As such, the operator may be provided with the option of performing excavation from recommended machine positions 312a-d, instead of struggling with arbitrary machine position 402, where excavation may be difficult, inefficient, and/or cause damage to underground obstacles 118. Additionally, the operator may not be required to attempt to independently position machine 100, through trial and error, such that productive amounts of material may be removed in spite of obstacles 1 18. Instead, the operator may rely on recommended machine positions 312a-d and recommended excavation sequences 400a-d in order to efficiently accomplish excavation without damage to obstacles 118.
It will be apparent to those skilled in the art that various modifications and variations may be made to the disclosed machine 100, controller 202, machine position determining system 204, obstacle location detection system 208, recommended machine positions 312, or any other features disclosed. Other embodiments will be apparent to those skilled in the art from consideration of the specification and practice of the disclosed control system.
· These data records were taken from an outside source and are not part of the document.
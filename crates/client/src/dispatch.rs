// Copyright 2025 Crrow
//
// Licensed under the Apache License, Version 2.0 (the "License");
// you may not use this file except in compliance with the License.
// You may obtain a copy of the License at
//
//      http://www.apache.org/licenses/LICENSE-2.0
//
// Unless required by applicable law or agreed to in writing, software
// distributed under the License is distributed on an "AS IS" BASIS,
// WITHOUT WARRANTIES OR CONDITIONS OF ANY KIND, either express or implied.
// See the License for the specific language governing permissions and
// limitations under the License.

//! Connection dispatcher: turns one prepared operation into one HTTP
//! exchange.
//!
//! Sequencing per dispatch: (1) start the transport lazily and idempotently,
//! (2) acquire a connection context (a suspend point when the pool is
//! exhausted), (3) attach the awaiting future to the context, (4) write the
//! request and hand the completed response to the demultiplexer. A failure at
//! any step settles exactly the future that owns this dispatch; nothing is
//! retried and no other pending operation is touched.
//!
//! Each dispatch runs on its own runtime task; the task's abort handle is
//! tracked by the future so `cancel` can stop an in-flight exchange
//! best-effort.

use std::sync::Arc;

use coffer_api::WireRequest;
use tokio::{runtime::Handle, sync::OnceCell};
use tracing::{debug, warn};

use crate::{
    convert::ResultConverter,
    future::OperationFuture,
    pool::ConnectionPool,
    route,
    transport::Transport,
    types::{ClientError, ClientResult},
};

/// Builds the transport on first use
pub type TransportFactory = Box<dyn Fn() -> ClientResult<Arc<dyn Transport>> + Send + Sync>;

/// Dispatches prepared operations over pooled logical connections
pub struct Dispatcher {
    /// Transport, started lazily on the first dispatch
    transport: OnceCell<Arc<dyn Transport>>,
    /// Factory invoked at most once to start the transport
    connect:   Option<TransportFactory>,
    pool:      ConnectionPool,
    /// Runtime the dispatch tasks run on
    runtime:   Handle,
}

impl Dispatcher {
    /// Creates a dispatcher that starts its transport on first use
    pub fn new(connect: TransportFactory, max_connections: usize, runtime: Handle) -> Self {
        Self {
            transport: OnceCell::new(),
            connect: Some(connect),
            pool: ConnectionPool::new(max_connections),
            runtime,
        }
    }

    /// Creates a dispatcher over an already-started transport
    ///
    /// Used by tests and by callers bringing their own transport.
    pub fn with_transport(
        transport: Arc<dyn Transport>,
        max_connections: usize,
        runtime: Handle,
    ) -> Self {
        Self {
            transport: OnceCell::new_with(Some(transport)),
            connect: None,
            pool: ConnectionPool::new(max_connections),
            runtime,
        }
    }

    /// Starts the transport if it is not running yet
    async fn transport(&self) -> ClientResult<Arc<dyn Transport>> {
        let transport = self
            .transport
            .get_or_try_init(|| async {
                match &self.connect {
                    Some(factory) => factory(),
                    None => Err(ClientError::IllegalState {
                        message: "dispatcher has no transport factory".to_string(),
                    }),
                }
            })
            .await?;
        Ok(Arc::clone(transport))
    }

    /// Dispatches one operation, feeding its future with the eventual
    /// outcome
    ///
    /// Returns immediately; the exchange runs on a spawned runtime task
    /// tracked by the future for cancellation.
    pub fn dispatch<T>(
        self: &Arc<Self>,
        request: WireRequest,
        converter: Arc<dyn ResultConverter<T>>,
        future: OperationFuture<T>,
    ) where
        T: Clone + Send + 'static,
    {
        let dispatcher = Arc::clone(self);
        let pending = future.clone();
        let task = self.runtime.spawn(async move {
            dispatcher.run(request, converter, pending).await;
        });
        future.track_dispatch(task.abort_handle());
    }

    async fn run<T>(
        &self,
        request: WireRequest,
        converter: Arc<dyn ResultConverter<T>>,
        future: OperationFuture<T>,
    ) where
        T: Clone + Send + 'static,
    {
        let transport = match self.transport().await {
            Ok(transport) => transport,
            Err(error) => {
                warn!(%error, "transport start failed");
                fail(future, error);
                return;
            }
        };

        let mut ctx = match self.pool.acquire::<T>().await {
            Ok(ctx) => ctx,
            Err(error) => {
                fail(future, error);
                return;
            }
        };

        // Publish the future on the connection before any bytes go out, so
        // the response path always finds its owner.
        ctx.attach(future);
        debug!(
            connection = ctx.id(),
            method = %request.method,
            path = %request.path,
            "writing request"
        );

        match transport.execute(&request).await {
            Ok(response) => route::deliver(&mut ctx, &converter, response),
            Err(error) => {
                if let Some(future) = ctx.take_pending() {
                    fail(future, error);
                }
            }
        }
    }
}

/// Settles a future with a dispatch failure, tolerating a lost race against
/// cancel
fn fail<T: Clone>(future: OperationFuture<T>, error: ClientError) {
    if let Err(state_error) = future.complete_err(error) {
        debug!(%state_error, "dispatch failure arrived after future settled");
    }
}

#[cfg(test)]
mod tests {
    use std::sync::atomic::{AtomicUsize, Ordering};

    use coffer_api::{Method, RawResponse};

    use super::*;
    use crate::{convert::KvFetchConverter, transport::testing::MockTransport};

    fn dispatcher_with(transport: Arc<MockTransport>) -> Arc<Dispatcher> {
        Arc::new(Dispatcher::with_transport(
            transport,
            4,
            Handle::current(),
        ))
    }

    #[tokio::test]
    async fn test_dispatch_completes_future_with_converted_result() {
        let transport = Arc::new(MockTransport::new());
        transport.push_response(Ok(RawResponse::new(
            200,
            vec![("ETag".to_string(), "\"r1\"".to_string())],
            b"{}".to_vec(),
        )));
        let dispatcher = dispatcher_with(transport.clone());

        let future = OperationFuture::new();
        dispatcher.dispatch(
            WireRequest::new(Method::Get, "v0/users/alice"),
            KvFetchConverter::raw("users", "alice"),
            future.clone(),
        );

        let item = future.outcome().await.unwrap().unwrap();
        assert_eq!(item.value, "{}");
        assert_eq!(transport.calls(), 1);
        assert_eq!(transport.requests()[0].path, "v0/users/alice");
    }

    #[tokio::test]
    async fn test_write_failure_fails_exactly_this_future() {
        let transport = Arc::new(MockTransport::new());
        transport.push_response(Err(ClientError::Connection {
            message: "broken pipe".to_string(),
        }));
        let dispatcher = dispatcher_with(transport.clone());

        let failing = OperationFuture::new();
        dispatcher.dispatch(
            WireRequest::new(Method::Get, "v0/users/a"),
            KvFetchConverter::raw("users", "a"),
            failing.clone(),
        );
        let err = failing.outcome().await.unwrap_err();
        assert!(matches!(err, ClientError::Connection { .. }));

        // An unrelated dispatch on the same dispatcher is unaffected.
        transport.push_response(Ok(RawResponse::new(404, Vec::new(), Vec::new())));
        let healthy = OperationFuture::new();
        dispatcher.dispatch(
            WireRequest::new(Method::Get, "v0/users/b"),
            KvFetchConverter::raw("users", "b"),
            healthy.clone(),
        );
        assert!(healthy.outcome().await.unwrap().is_none());
    }

    #[tokio::test]
    async fn test_transport_start_failure_fails_future_without_retry() {
        let attempts = Arc::new(AtomicUsize::new(0));
        let counted = attempts.clone();
        let dispatcher = Arc::new(Dispatcher::new(
            Box::new(move || {
                counted.fetch_add(1, Ordering::SeqCst);
                Err(ClientError::Connection {
                    message: "transport not startable".to_string(),
                })
            }),
            2,
            Handle::current(),
        ));

        let future = OperationFuture::<bool>::new();
        dispatcher.dispatch(
            WireRequest::new(Method::Head, "v0/"),
            crate::convert::AckConverter::unconditional(),
            future.clone(),
        );
        let err = future.outcome().await.unwrap_err();
        assert!(matches!(err, ClientError::Connection { .. }));
        assert_eq!(attempts.load(Ordering::SeqCst), 1);
    }

    #[tokio::test]
    async fn test_lazy_transport_start_is_idempotent() {
        let attempts = Arc::new(AtomicUsize::new(0));
        let counted = attempts.clone();
        let dispatcher = Arc::new(Dispatcher::new(
            Box::new(move || {
                counted.fetch_add(1, Ordering::SeqCst);
                Ok(Arc::new(MockTransport::new()) as Arc<dyn Transport>)
            }),
            2,
            Handle::current(),
        ));

        for _ in 0..3 {
            let future = OperationFuture::<bool>::new();
            dispatcher.dispatch(
                WireRequest::new(Method::Head, "v0/"),
                crate::convert::AckConverter::unconditional(),
                future.clone(),
            );
            future.outcome().await.unwrap();
        }
        assert_eq!(attempts.load(Ordering::SeqCst), 1);
    }
}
It is intended that the specification and examples be considered as exemplary only, with a true scope being indicated by the following claims and their equivalents.

Claims

Claims
1. A control system (200) for a machine (100) operating at an excavation site (114), the control system comprising: a positioning device (204) configured to determine a position of the machine; and a controller (202) in communication with the positioning device, the controller configured to: receive information regarding a predetermined task for the machine; receive the machine's position; receive a location of an obstacle (118) at the excavation site; recommend placement (312) of the machine to accomplish the predetermined task based on the received machine position and obstacle location.
2. The control system of claim 1, wherein the machine has an implement (102) and the recommendation is based further on known kinematics and geometry of the implement.
3. The control system of claim 2, wherein the controller is further configured to determine and recommend a sequence of excavation passes (500) for the implement to accomplish the predetermined task based on the machine position, obstacle location, and known kinematics and geometry.
4. The control system of claim 2, wherein the controller is further configured to determine if accomplishment of the predetermined task is possible based on the received machine position, obstacle location, and known kinematics and geometry, and to inform an operator of the machine of the determination.
5. The control system of claim 1, further including a monitor (116) located within the machine, wherein the recommended placement is displayed on the monitor.
6. A machine (100) including the control system in any one of claims 1-5, further including: an operator cabin (108) housing at least one operator control device configured to receive the information regarding a predetermined task; and a driven traction device (110) operable by the controller to achieve the recommended placement.
7. A method of controlling an excavating machine (100) having a work implement (102), the method comprising: determining a position of the excavating machine; determining a location of an obstacle (1 18) receiving information regarding a predetermined task for the excavating machine; and recommending placement (312) of the excavating machine to accomplish the predetermined task based on the received machine position and obstacle location.
8. The method of claim 7, further including receiving kinematical and geometrical information relating to an earthmoving implement (102) of the excavating machine, wherein the recommendation is based further the kinematics and the geometry.
9. The method of claim 8, further including recommending a sequence of excavation passes (400) for the work implement to accomplish the predetermined task based on the determined machine position, determined obstacle location, and received kinematics, and geometry.
10. The method of claim 7, further including: determining if accomplishment of the predetermined task is possible from the determined machine position, based on the obstacle location, received kinematics and geometry; and informing an operator of the machine of the determination.
PCT/US2007/023197 2006-11-30 2007-11-02 Excavation control system providing machine placement recommendation WO2008066654A1 (en)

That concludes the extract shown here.